── Data in this exercise ──

use serde::{Deserialize, Serialize};

use crate::source::extract_source;

/// Store-assigned article identifier. Serialized as `index` on the wire.
pub type ArticleId = i64;

#[derive(Debug, Clone, PartialEq, Serialize, Deserialize)]
pub struct Article {
    #[serde(rename = "index")]
    pub id: ArticleId,
    pub link: String,
    #[serde(default)]
    pub title: Option<String>,
    #[serde(default)]
    pub content: Option<String>,
    #[serde(default)]
    pub content_snippet: Option<String>,
    #[serde(default)]
    pub pub_date: Option<String>,
    #[serde(default)]
    pub source: Option<String>,
    #[serde(default)]
    pub img_url: Option<String>,
    #[serde(default)]
    pub guid: Option<String>,
    #[serde(default)]
    pub should_draft_article: Option<bool>,
}

/// An article record as sent on insert: every field but the identifier,
/// which the destination collection assigns.
#[derive(Debug, Clone, PartialEq, Serialize, Deserialize)]
pub struct NewArticle {
    pub link: String,
    #[serde(default)]
    pub title: Option<String>,
    #[serde(default)]
    pub content: Option<String>,
    #[serde(default)]
    pub content_snippet: Option<String>,
    #[serde(default)]
    pub pub_date: Option<String>,
    #[serde(default)]
    pub source: Option<String>,
    #[serde(default)]
    pub img_url: Option<String>,
    #[serde(default)]
    pub guid: Option<String>,
    #[serde(default)]
    pub should_draft_article: Option<bool>,
}

impl Article {
    /// Copies the record without its identifier.
    pub fn to_new(&self) -> NewArticle {
        NewArticle {
            link: self.link.clone(),
            title: self.title.clone(),
            content: self.content.clone(),
            content_snippet: self.content_snippet.clone(),
            pub_date: self.pub_date.clone(),
            source: self.source.clone(),
            img_url: self.img_url.clone(),
            guid: self.guid.clone(),
            should_draft_article: self.should_draft_article,
        }
    }

    /// The stored source label, or one derived from `link` when the store has none.
    pub fn source_label(&self) -> String {
        match self.source.as_deref() {
            Some(source) if !source.trim().is_empty() => source.to_string(),
            _ => extract_source(&self.link),
        }
    }

    pub fn title_or_default(&self) -> &str {
        match self.title.as_deref() {
            Some(title) if !title.is_empty() => title,
            _ => "Untitled Article",
        }
    }
}

impl NewArticle {
    pub fn new(link: impl Into<String>) -> Self {
        Self {
            link: link.into(),
            title: None,
            content: None,
            content_snippet: None,
            pub_date: None,
            source: None,
            img_url: None,
            guid: None,
            should_draft_article: None,
        }
    }

    pub fn with_title(mut self, title: impl Into<String>) -> Self {
        self.title = Some(title.into());
        self
    }

    /// Attaches a store-assigned identifier.
    pub fn with_id(self, id: ArticleId) -> Article {
        Article {
            id,
            link: self.link,
            title: self.title,
            content: self.content,
            content_snippet: self.content_snippet,
            pub_date: self.pub_date,
            source: self.source,
            img_url: self.img_url,
            guid: self.guid,
            should_draft_article: self.should_draft_article,
        }
    }
}
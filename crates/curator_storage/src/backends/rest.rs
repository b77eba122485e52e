use async_trait::async_trait;
use curator_core::{Article, ArticleId, ArticleStore, Error, NewArticle, Result};
use reqwest::{Client, RequestBuilder, Response};
use std::env;
use tracing::debug;
use url::Url;
use crate::{StoreBackend, StoreOptions};

/// Settings for a PostgREST endpoint, such as the one a Supabase project exposes.
#[derive(Debug, Clone)]
pub struct RestConfig {
    pub url: String,
    pub api_key: Option<String>,
    pub articles_table: String,
    pub curated_table: String,
}

impl RestConfig {
    pub fn new(options: &StoreOptions) -> Self {
        let url = options
            .backend_url
            .clone()
            .or_else(|| env::var("CURATOR_BACKEND_URL").ok())
            .unwrap_or_else(|| "http://localhost:54321".to_string());
        let api_key = options
            .api_key
            .clone()
            .or_else(|| env::var("CURATOR_API_KEY").ok());
        Self {
            url,
            api_key,
            articles_table: options.articles_table(),
            curated_table: options.curated_table(),
        }
    }
}

pub struct RestStore {
    client: Client,
    config: RestConfig,
    articles_url: Url,
    curated_url: Url,
}

impl RestStore {
    pub fn new(config: RestConfig) -> Result<Self> {
        let articles_url = table_url(&config.url, &config.articles_table)?;
        let curated_url = table_url(&config.url, &config.curated_table)?;
        Ok(Self {
            client: Client::new(),
            config,
            articles_url,
            curated_url,
        })
    }

    fn authorize(&self, request: RequestBuilder) -> RequestBuilder {
        match &self.config.api_key {
            Some(key) => request.header("apikey", key).bearer_auth(key),
            None => request,
        }
    }

    async fn list(&self, url: &Url) -> Result<Vec<Article>> {
        debug!("GET {}", url);
        let request = self
            .client
            .get(url.clone())
            .query(&[("select", "*"), ("order", "index.desc")]);
        let response = check(self.authorize(request).send().await?).await?;
        Ok(response.json::<Vec<Article>>().await?)
    }

    async fn delete_where(&self, filter: &str) -> Result<()> {
        debug!("DELETE {} where index={}", self.curated_url, filter);
        let request = self
            .client
            .delete(self.curated_url.clone())
            .query(&[("index", filter)]);
        check(self.authorize(request).send().await?).await?;
        Ok(())
    }
}

fn table_url(base: &str, table: &str) -> Result<Url> {
    let raw = format!("{}/rest/v1/{}", base.trim_end_matches('/'), table);
    Url::parse(&raw).map_err(|e| Error::InvalidUrl(format!("{}: {}", raw, e)))
}

async fn check(response: Response) -> Result<Response> {
    let status = response.status();
    if status.is_success() {
        return Ok(response);
    }
    let url = response.url().clone();
    let body = response.text().await.unwrap_or_default();
    Err(Error::Storage(format!("{} returned {}: {}", url, status, body)))
}

#[async_trait]
impl StoreBackend for RestStore {
    fn get_error_message() -> &'static str {
        "REST store should be reachable at CURATOR_BACKEND_URL"
    }

    async fn connect(options: &StoreOptions) -> Result<Self> {
        Self::new(RestConfig::new(options))
    }
}

#[async_trait]
impl ArticleStore for RestStore {
    async fn fetch_articles(&self) -> Result<Vec<Article>> {
        self.list(&self.articles_url).await
    }

    async fn fetch_curated(&self) -> Result<Vec<Article>> {
        self.list(&self.curated_url).await
    }

    async fn clear_curated(&self) -> Result<()> {
        // PostgREST refuses an unfiltered DELETE
        self.delete_where("not.is.null").await
    }

    async fn insert_curated(&self, articles: &[NewArticle]) -> Result<()> {
        debug!("POST {} ({} records)", self.curated_url, articles.len());
        let request = self
            .client
            .post(self.curated_url.clone())
            .header("Prefer", "return=minimal")
            .json(articles);
        check(self.authorize(request).send().await?).await?;
        Ok(())
    }

    async fn delete_curated(&self, id: ArticleId) -> Result<()> {
        self.delete_where(&format!("eq.{}", id)).await
    }
}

───

Your assignment
Each line of the data that holds "format" should be reported.

Exercise output
    let raw = format!("{}/rest/v1/{}", base.trim_end_matches('/'), table);
    Url::parse(&raw).map_err(|e| Error::InvalidUrl(format!("{}: {}", raw, e)))
    Err(Error::Storage(format!("{} returned {}: {}", url, status, body)))
        self.delete_where(&format!("eq.{}", id)).await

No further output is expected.